Well, that didn’t take long. In just the fifth vote of the new Congress, Harry Reid and Ted Kennedy used procedural skulduggery to sink Senator Jim DeMint’s earmark reform amendment in the Senate. Here’s how it was described by a Senate staffer to Robert Bluey at Human Events:

The Senate just rejected an attempt by Sen. Durbin, the Majority Whip for the Democrats, to kill a DeMint amendment to add Nancy Pelosi’s earmark disclosure requirements to the Senate lobbying reform bill. Sen. Durbin’s motion to kill the Pelosi earmark rule was rejected by a vote of 51-46, with most Democrats voting to kill the amendment. Under normal procedures, the amendment would then be adopted by unanimous consent since the Senate was on record supporting the amendment. However, Sen. Kennedy took the unprecedented step of blocking adoption of the amendment.

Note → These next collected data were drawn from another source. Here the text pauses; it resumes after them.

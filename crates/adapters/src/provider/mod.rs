// SPDX-License-Identifier: BUSL-1.1
// Copyright (c) 2026 Alfred Jean LLC

//! Provider Port (C3, §4.1): a uniform interface over the four host
//! backends. Grounded on the teacher's `AgentAdapter` trait and
//! `RuntimeRouter` (`daemon/src/adapters/agent/{mod.rs,router.rs}`).

mod cloud_sandbox;
mod container;
#[cfg(any(test, feature = "test-support"))]
mod fake;
mod local;
mod router;
mod secure_shell;

pub use cloud_sandbox::CloudSandboxProvider;
pub use container::ContainerProvider;
#[cfg(any(test, feature = "test-support"))]
pub use fake::FakeProvider;
pub use local::LocalProvider;
pub use router::ProviderRouter;
pub use secure_shell::SecureShellProvider;

use std::collections::BTreeMap;
use std::path::{Path, PathBuf};
use std::time::Duration;

use async_trait::async_trait;
use fm_core::{HostDescriptor, ProviderKind, Resource, SnapshotRef, Ssh};
use thiserror::Error;

/// Errors a `Provider` call may raise, mirroring the taxonomy entries of
/// §7 that apply to provider calls. Transient (`Unavailable`) vs terminal
/// (everything else) is the caller's cue for whether to retry (§4.1
/// "semantic requirements": the port never retries internally).
#[derive(Debug, Error)]
pub enum ProviderError {
    #[error("host not found: {0}")]
    NotFound(String),
    #[error("provider unavailable: {0}")]
    Unavailable(String),
    #[error("quota exceeded: {0}")]
    Quota(String),
    #[error("invalid spec: {0}")]
    InvalidSpec(String),
    #[error("build failed: {0}")]
    BuildFailed(String),
    #[error("operation timed out after {0:?}")]
    Timeout(Duration),
    #[error("{0} is unsupported by this provider")]
    Unsupported(&'static str),
    #[error("snapshot missing: {0}")]
    SnapshotMissing(String),
}

impl ProviderError {
    pub fn to_error_kind(&self) -> fm_core::ErrorKind {
        use fm_core::ErrorKind;
        match self {
            ProviderError::NotFound(_) | ProviderError::SnapshotMissing(_) => ErrorKind::NotFound,
            ProviderError::Unavailable(_) => ErrorKind::Unavailable,
            ProviderError::Quota(_) => ErrorKind::Quota,
            ProviderError::InvalidSpec(_) | ProviderError::BuildFailed(_) | ProviderError::Unsupported(_) => {
                ErrorKind::InvalidSpec
            }
            ProviderError::Timeout(_) => ErrorKind::Timeout,
        }
    }
}

/// A dockerfile-like build specification (§4.1 `build`).
#[derive(Debug, Clone)]
pub struct BuildSpec {
    pub base_image: String,
    /// Ordered build instructions (e.g. `RUN`/`COPY`-equivalent lines).
    pub steps: Vec<String>,
    pub build_args: BTreeMap<String, String>,
}

impl BuildSpec {
    /// Content hash used for `build`'s idempotence contract ("idempotent by
    /// content hash", §4.1).
    pub fn content_hash(&self) -> String {
        use std::fmt::Write as _;
        let mut buf = String::new();
        let _ = write!(buf, "{}\n", self.base_image);
        for step in &self.steps {
            let _ = write!(buf, "{step}\n");
        }
        for (k, v) in &self.build_args {
            let _ = write!(buf, "{k}={v}\n");
        }
        format!("{:016x}", fnv1a(buf.as_bytes()))
    }
}

fn fnv1a(bytes: &[u8]) -> u64 {
    let mut hash: u64 = 0xcbf29ce484222325;
    for b in bytes {
        hash ^= *b as u64;
        hash = hash.wrapping_mul(0x100000001b3);
    }
    hash
}

/// §4.1 `create_host` request.
#[derive(Debug, Clone)]
pub struct CreateHostRequest {
    pub name: String,
    pub image: Option<String>,
    pub resource: Resource,
    pub env: BTreeMap<String, String>,
    pub tags: BTreeMap<String, String>,
}

/// Result of a successful `create_host`: identifiers plus, for remote
/// backends, the secure-shell endpoint to reach it (§3 invariant 5).
#[derive(Debug, Clone)]
pub struct ProviderHostInfo {
    /// Opaque provider-side identifier (distinct from FM's `HostId`).
    pub provider_ref: String,
    pub tags: BTreeMap<String, String>,
    pub ssh: Option<Ssh>,
    pub running: bool,
}

/// §4.1 `exec` request: the two-threshold timeout is mandatory, not
/// optional, per spec's "MUST propagate a two-threshold timeout".
#[derive(Debug, Clone)]
pub struct ExecRequest {
    pub argv: Vec<String>,
    pub cwd: Option<PathBuf>,
    pub user: Option<String>,
    pub hard_timeout: Duration,
    pub warn_timeout: Option<Duration>,
}

#[derive(Debug, Clone, Default)]
pub struct ExecResult {
    pub exit_code: i32,
    pub stdout: String,
    pub stderr: String,
    /// Set if `warn_timeout` elapsed before completion (§4.1, §5): a
    /// slow-operation telemetry event, not a failure.
    pub slow: bool,
}

#[derive(Debug, Clone, Copy, PartialEq, Eq)]
pub enum TransferDirection {
    Push,
    Pull,
}

/// File-level transfer primitive request (§4.1 `transfer`); the richer
/// mode semantics (clone/worktree/vcs-aware sync) live in
/// `fm-engine::transfer`, which calls down into this primitive for the
/// raw byte-moving step.
#[derive(Debug, Clone)]
pub struct TransferRequest<'a> {
    pub direction: TransferDirection,
    pub local: &'a Path,
    pub remote: &'a Path,
    pub include: &'a [String],
    pub exclude: &'a [String],
}

#[derive(Debug, Clone, Default)]
pub struct ListHostsFilter {
    pub fleet_tag: Option<String>,
}

/// The Provider Port: one implementation per [`fm_core::ProviderKind`].
#[async_trait]
pub trait Provider: Send + Sync {
    fn kind(&self) -> ProviderKind;

    async fn build(&self, spec: &BuildSpec) -> Result<String, ProviderError>;

    async fn create_host(&self, req: &CreateHostRequest) -> Result<ProviderHostInfo, ProviderError>;

    async fn start_host(&self, host: &HostDescriptor, snapshot: Option<&str>) -> Result<(), ProviderError>;

    async fn stop_host(&self, host: &HostDescriptor, do_snapshot: bool) -> Result<Option<SnapshotRef>, ProviderError>;

    async fn destroy_host(&self, host: &HostDescriptor, purge_snapshots: bool) -> Result<(), ProviderError>;

    /// §4.1: "Not required for local; MUST raise `unsupported` there."
    async fn snapshot(&self, host: &HostDescriptor) -> Result<SnapshotRef, ProviderError>;

    async fn exec(&self, host: &HostDescriptor, req: ExecRequest) -> Result<ExecResult, ProviderError>;

    async fn transfer(&self, host: &HostDescriptor, req: TransferRequest<'_>) -> Result<(), ProviderError>;

    /// §4.1: "Reconciliation source of truth for alive/dead decisions."
    async fn list_hosts(&self, filter: &ListHostsFilter) -> Result<Vec<ProviderHostInfo>, ProviderError>;
}

#[cfg(test)]
mod tests {
    use super::*;

    #[test]
    fn content_hash_is_stable_for_equal_specs() {
        let a = BuildSpec { base_image: "ubuntu".into(), steps: vec!["RUN x".into()], build_args: BTreeMap::new() };
        let b = BuildSpec { base_image: "ubuntu".into(), steps: vec!["RUN x".into()], build_args: BTreeMap::new() };
        assert_eq!(a.content_hash(), b.content_hash());
    }

    #[test]
    fn content_hash_differs_for_different_steps() {
        let a = BuildSpec { base_image: "ubuntu".into(), steps: vec!["RUN x".into()], build_args: BTreeMap::new() };
        let b = BuildSpec { base_image: "ubuntu".into(), steps: vec!["RUN y".into()], build_args: BTreeMap::new() };
        assert_ne!(a.content_hash(), b.content_hash());
    }

    #[test]
    fn error_kinds_map_to_taxonomy() {
        use fm_core::ErrorKind;
        assert_eq!(ProviderError::NotFound("x".into()).to_error_kind(), ErrorKind::NotFound);
        assert_eq!(ProviderError::Unavailable("x".into()).to_error_kind(), ErrorKind::Unavailable);
        assert_eq!(ProviderError::Timeout(Duration::from_secs(1)).to_error_kind(), ErrorKind::Timeout);
    }
}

On only the fifth vote of the new Congress, Senate Democrats are now on record opposing common sense earmark reform — reform that has already been adopted by the House under the direction of Speaker Nancy Pelosi — and are on record using obstruction tactics to thwart the will of the Senate and the American public on earmark reform. Senate Democrats are also on record opposing the comprehensive earmark disclosure requirements crafted by Speaker Nancy Pelosi. Under the earmark definition in the underlying Senate bill, 95 percent of earmarks would have been exempt from disclosure. Under the Pelosi rule, nearly all earmarks are required to be disclosed.

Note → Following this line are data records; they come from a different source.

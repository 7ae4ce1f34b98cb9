// SPDX-License-Identifier: BUSL-1.1
// Copyright (c) 2026 Alfred Jean LLC

//! `fm create` — §4.6's ten-step create-agent sequence, CLI face.
//!
//! The wire protocol's `CreateAgent` request always carries a concrete
//! `host_id` (§4.7 host resolution happens once, here, rather than on
//! every call): with `--new-host` this first sends `CreateHost`, then
//! `CreateAgent` against the host id it returns; with `--host` or neither
//! flag it resolves to an existing/default host and skips straight to
//! `CreateAgent`.

use std::collections::BTreeMap;
use std::path::PathBuf;

use anyhow::{anyhow, Result};
use clap::Args;
use fm_core::{IdleMode, ProviderKind, Resource};

use crate::client::DaemonClient;
use crate::config::CommandDefaults;
use crate::output::{format_or_json, OutputFormat};

#[derive(Args)]
pub struct CreateArgs {
    /// Agent name (mutable, unique in the fleet).
    pub name: String,

    /// Agent type key (`claude`, `codex`, `generic`, ...). Falls back to
    /// the `create.agent_type` config default, then `"generic"`.
    pub agent_type: Option<String>,

    /// Command to run instead of the agent type's default argv.
    #[arg(long = "cmd", num_args = 1..)]
    pub command: Vec<String>,

    /// Run on an existing host instead of the default/local one.
    #[arg(long, conflicts_with = "new_host_provider")]
    pub host: Option<String>,

    /// Create a new host on this provider for the agent.
    #[arg(long = "new-host", value_name = "PROVIDER")]
    pub new_host_provider: Option<ProviderKind>,

    /// Working directory inside the host (defaults to a generated one
    /// under the agent's state directory).
    #[arg(long)]
    pub work_dir: Option<PathBuf>,

    /// Free-form project label. Falls back to the `create.project` config
    /// default, then the empty string.
    #[arg(long)]
    pub project: Option<String>,

    /// `key=value` labels, repeatable.
    #[arg(long = "label", value_parser = parse_kv)]
    pub labels: Vec<(String, String)>,

    /// `key=value` environment entries, repeatable.
    #[arg(long = "env", value_parser = parse_kv)]
    pub env: Vec<(String, String)>,

    /// Idle detection mode (§4.9): io, user, agent, ssh, create, boot, run,
    /// disabled. Falls back to the `create.idle_mode` config default, then
    /// `"io"`, when not passed (§6 precedence chain).
    #[arg(long)]
    pub idle_mode: Option<String>,

    /// Idle timeout before an agent is stopped automatically. Falls back
    /// to the `create.idle_timeout_seconds` config default, then `1800`.
    #[arg(long)]
    pub idle_timeout_seconds: Option<u64>,

    /// Restart this agent automatically when its host starts.
    #[arg(long)]
    pub start_on_boot: bool,

    /// Image or snapshot reference for a newly created host.
    #[arg(long)]
    pub image: Option<String>,

    /// vCPU request for a newly created host.
    #[arg(long)]
    pub cpu: Option<f64>,
    /// Memory request (MiB) for a newly created host.
    #[arg(long)]
    pub memory_mb: Option<u64>,
    /// Disk request (MiB) for a newly created host.
    #[arg(long)]
    pub disk_mb: Option<u64>,
}

fn parse_kv(s: &str) -> Result<(String, String), String> {
    s.split_once('=')
        .map(|(k, v)| (k.to_string(), v.to_string()))
        .ok_or_else(|| format!("expected key=value, got {s:?}"))
}

fn string_default(defaults: &CommandDefaults, param: &str) -> Option<String> {
    defaults.param("create", param).and_then(|r| r.value.as_str().map(String::from))
}

fn parse_idle_mode(s: &str) -> Result<IdleMode> {
    match s {
        "io" => Ok(IdleMode::Io),
        "user" => Ok(IdleMode::User),
        "agent" => Ok(IdleMode::Agent),
        "ssh" => Ok(IdleMode::Ssh),
        "create" => Ok(IdleMode::Create),
        "boot" => Ok(IdleMode::Boot),
        "start" => Ok(IdleMode::Start),
        "run" => Ok(IdleMode::Run),
        "disabled" => Ok(IdleMode::Disabled),
        other => Err(anyhow!("unknown idle mode {other:?}")),
    }
}

pub async fn create(args: CreateArgs, format: OutputFormat) -> Result<()> {
    let client = DaemonClient::connect_or_start().map_err(|e| anyhow!("{}", e))?;
    let defaults = CommandDefaults::load()?;

    let agent_type = args
        .agent_type
        .or_else(|| string_default(&defaults, "agent_type"))
        .unwrap_or_else(|| "generic".to_string());
    let project = args.project.or_else(|| string_default(&defaults, "project")).unwrap_or_default();
    let idle_mode_str = args.idle_mode.or_else(|| string_default(&defaults, "idle_mode")).unwrap_or_else(|| "io".to_string());
    let idle_mode = parse_idle_mode(&idle_mode_str)?;
    let idle_timeout_seconds = args
        .idle_timeout_seconds
        .or_else(|| defaults.param("create", "idle_timeout_seconds").and_then(|r| r.value.as_integer()).map(|v| v as u64))
        .unwrap_or(1800);

    let host_id = match (&args.host, args.new_host_provider) {
        (Some(host), None) => host.clone(),
        (None, Some(provider)) => {
            let resource = Resource {
                cpu: args.cpu,
                memory_mb: args.memory_mb,
                disk_mb: args.disk_mb,
                gpu: None,
            };
            let name = format!("host-{}", &args.name);
            client
                .create_host(&name, provider, args.image.clone(), resource, None)
                .await
                .map_err(|e| anyhow!("{}", e))?
        }
        (Some(_), Some(_)) => return Err(anyhow!("--host and --new-host are mutually exclusive")),
        (None, None) => resolve_default_host(&client).await?,
    };

    let labels: BTreeMap<String, String> = args.labels.into_iter().collect();
    let env: BTreeMap<String, String> = args.env.into_iter().collect();

    let id = client
        .create_agent(
            &host_id,
            &args.name,
            &agent_type,
            args.command,
            args.work_dir.unwrap_or_default(),
            project,
            labels,
            idle_mode,
            idle_timeout_seconds,
            args.start_on_boot,
            env,
        )
        .await
        .map_err(|e| anyhow!("{}", e))?;

    let obj = serde_json::json!({ "id": &id, "name": &args.name, "host_id": &host_id });
    format_or_json(format, &obj, || println!("created agent {} ({})", id, args.name))
}

/// §4.7's "no target at all → use the built-in local host" rule, resolved
/// client-side since the wire protocol's `CreateAgent.host_id` is
/// mandatory: looks up a host literally named `local`, falling back to
/// creating it the same way `fmd` does at startup.
async fn resolve_default_host(client: &DaemonClient) -> Result<String> {
    if let Some(host) = client.get_host("local").await.map_err(|e| anyhow!("{}", e))? {
        return Ok(host.id);
    }
    client
        .create_host("local", ProviderKind::Local, None, Resource::default(), None)
        .await
        .map_err(|e| anyhow!("{}", e))
}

Bluey has the full rundown, including the must-see video of Reid dragging his feet on the DeMint amendment and attacking Pelosi’s “100 Hours” for its lack of “thoughtful consideration.”

Jim DeMint has been one of the rock stars of the new Congress. And Senator McConnell is no wallflower either. Make sure to thank Tim Chapman and Jon Henke when you run across them next.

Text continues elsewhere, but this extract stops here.